Tuesday, March 10, 2015

New Caterpillar Book
Caterpillar
452 pages 11.5 x 16.53 × 22"
Laser cut Oak and Aspen box, 2015

New Caterpillar book 


Caterpillar
When I first met Dr Marc Epstein, an entomologist specializing in Lepidoptera, at the Smithsonian Museum back around 1999, he asked me if I would ever be doing images of caterpillars. My quick response was no. How could I ever start doing that since there were so many adult moths on which to focus? He replied that they were pretty amazing as well and I should consider it. Through much encouragement from the scientific community I finally started. One of the ways to acquire perfect adult moth specimens was to rear them from the eggs of captured females or from caterpillars collected in the wild. So thus began the task of learning the real life histories of the moths that I was imaging. Rearing and photographing the caterpillars was at first, and still is, by trial by error. 

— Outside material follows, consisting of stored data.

use crate::{
    config::{ElevationWeighting, EngineConfig, QuadrantSplit, SeatWeighting},
    exposure::{
        accumulator::{ExposureTotals, Side},
        seats::SeatResult,
    },
};
use indexmap::IndexMap;
use log::trace;
use serde::Serialize;

/// the model switches a report was computed with
#[derive(Clone, Copy, Debug, Eq, PartialEq, Serialize)]
pub struct ModelTag {
    pub elevation_weighting: ElevationWeighting,
    pub quadrant_split: QuadrantSplit,
    pub seat_weighting: SeatWeighting,
}

impl From<&EngineConfig> for ModelTag {
    fn from(config: &EngineConfig) -> Self {
        Self {
            elevation_weighting: config.elevation_weighting,
            quadrant_split: config.quadrant_split,
            seat_weighting: config.seat_weighting,
        }
    }
}

#[derive(Clone, Debug, PartialEq, Serialize)]
pub struct ExposureReport {
    pub front_left_minutes: f64,
    pub back_left_minutes: f64,
    pub front_right_minutes: f64,
    pub back_right_minutes: f64,
    pub left_minutes: f64,
    pub right_minutes: f64,
    pub journey_minutes: f64,
    pub shadier_side: Side,
    /// seat ids from least to most exposed
    pub ranking: Vec<String>,
    pub seats: IndexMap<String, SeatResult>,
    pub model: ModelTag,
}

fn round_to(value: f64, decimals: i32) -> f64 {
    let scale = 10f64.powi(decimals);
    (value * scale).round() / scale
}

/// the left side is shadier unless it gets strictly more sun
pub fn shadier_side(totals: &ExposureTotals) -> Side {
    if totals.whole.left_minutes <= totals.whole.right_minutes {
        Side::Left
    } else {
        Side::Right
    }
}

/// order seats from least to most exposed; ties go left side first, then front rows
pub fn rank(seats: &[SeatResult]) -> Vec<String> {
    let mut order = seats.iter().collect::<Vec<&SeatResult>>();
    order.sort_by(|a, b| {
        a.exposure_minutes
            .total_cmp(&b.exposure_minutes)
            .then(a.side.cmp(&b.side))
            .then(a.row.cmp(&b.row))
            .then(a.seat_id.cmp(&b.seat_id))
    });
    order.into_iter().map(|seat| seat.seat_id.clone()).collect()
}

/// compose seat scores and side totals into the outgoing report
pub fn assemble(
    seats: Vec<SeatResult>,
    totals: &ExposureTotals,
    model: ModelTag,
) -> ExposureReport {
    let ranking = rank(&seats);
    trace!("least exposed seat {:?}", ranking.first());

    ExposureReport {
        front_left_minutes: round_to(totals.front.left_minutes, 2),
        back_left_minutes: round_to(totals.back.left_minutes, 2),
        front_right_minutes: round_to(totals.front.right_minutes, 2),
        back_right_minutes: round_to(totals.back.right_minutes, 2),
        left_minutes: round_to(totals.whole.left_minutes, 2),
        right_minutes: round_to(totals.whole.right_minutes, 2),
        journey_minutes: round_to(totals.journey_minutes, 2),
        shadier_side: shadier_side(totals),
        ranking,
        seats: seats
            .into_iter()
            .map(|seat| {
                (
                    seat.seat_id.clone(),
                    SeatResult {
                        exposure_minutes: round_to(seat.exposure_minutes, 2),
                        exposure_ratio: round_to(seat.exposure_ratio, 3),
                        ..seat
                    },
                )
            })
            .collect(),
        model,
    }
}

#[cfg(test)]
mod test {
    use super::*;
    use crate::{
        config::Attenuation,
        exposure::{
            accumulator::SideTotals,
            seats::{SeatExposureModel, SeatLayout},
        },
    };

    fn totals(left: f64, right: f64) -> ExposureTotals {
        ExposureTotals {
            whole: SideTotals {
                left_minutes: left,
                right_minutes: right,
            },
            front: SideTotals {
                left_minutes: left / 3.0,
                right_minutes: right / 3.0,
            },
            back: SideTotals {
                left_minutes: left * 2.0 / 3.0,
                right_minutes: right * 2.0 / 3.0,
            },
            journey_minutes: 90.0,
        }
    }

    fn report(left: f64, right: f64) -> ExposureReport {
        let layout = SeatLayout::default();
        let config = EngineConfig::default();
        let model = SeatExposureModel::new(Attenuation::default(), config.seat_weighting, &layout);
        let totals = totals(left, right);
        assemble(
            model.score_all(&layout.template(), &totals),
            &totals,
            ModelTag::from(&config),
        )
    }

    #[test]
    fn shadier_side_ties_favour_left() {
        assert_eq!(report(5.0, 5.0).shadier_side, Side::Left);
        assert_eq!(report(4.0, 5.0).shadier_side, Side::Left);
        assert_eq!(report(6.0, 5.0).shadier_side, Side::Right);
    }

    #[test]
    fn quadrants_are_rounded() {
        let report = report(10.0, 20.0);
        assert_eq!(report.front_left_minutes, 3.33);
        assert_eq!(report.back_left_minutes, 6.67);
        assert_eq!(report.front_right_minutes, 6.67);
        assert_eq!(report.back_right_minutes, 13.33);
        assert_eq!(report.journey_minutes, 90.0);
    }

    #[test]
    fn seats_are_indexed_in_template_order() {
        let report = report(10.0, 20.0);
        assert_eq!(report.seats.len(), 60);
        assert_eq!(report.seats.get_index(0).unwrap().0, "L1A");
        assert_eq!(report.seats["R3B"].exposure_ratio, 0.5);
    }

    #[test]
    fn ranking_runs_from_shade_to_sun() {
        let report = report(10.0, 20.0);
        assert_eq!(report.ranking.len(), 60);
        // left aisle gets 1 min, right aisle 2 min
        assert_eq!(report.ranking[0], "L1B");
        assert_eq!(report.ranking[11], "L12B");
        assert_eq!(report.ranking[12], "R1A");
        assert_eq!(report.ranking[59], "R12C");
    }

    #[test]
    fn ranking_ties_put_left_first() {
        let report = report(10.0, 10.0);
        // aisles tie at the bottom and windows at the top
        assert_eq!(report.ranking[0], "L1B");
        assert_eq!(report.ranking[12], "R1A");
        assert_eq!(report.ranking[24], "R1B");
        assert_eq!(report.ranking[36], "L1A");
        assert_eq!(report.ranking[48], "R1C");
        assert_eq!(report.ranking[59], "R12C");
    }

    #[test]
    fn report_serialises_quadrant_fields() {
        let json = serde_json::to_value(report(1.0, 2.0)).unwrap();
        for key in [
            "front_left_minutes",
            "back_left_minutes",
            "front_right_minutes",
            "back_right_minutes",
        ] {
            assert!(json[key].is_number(), "missing {}", key);
        }
        assert_eq!(json["shadier_side"], "left");
        assert_eq!(json["seats"]["R1C"]["position"], "window");
        assert_eq!(json["model"]["elevation_weighting"], "gate");
    }
}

          Some species are quite easy to handle while other species
are nearly impossible. I started out by building rearing cages that I still use today.
Another technique consists of making fabric sleeves that placed on branches out in the field. Finding the correct host plant is always a necessity.
Some of the caterpillars in this book are local species from the area of upstate New York where I live. The majority comes from three years of collecting campaigns in Sonora Mexico between the summer 2009 and August 2011. I collected some in the wild and brought them back to the studio to photograph while I photographed others on location. I reared many of them either in the studio or in sleeves on branches in the wild at locations in the Sierra Madres.
            Since my return from Mexico, I have been continuing to rear species of both local New York and Sonoran moths in my studio.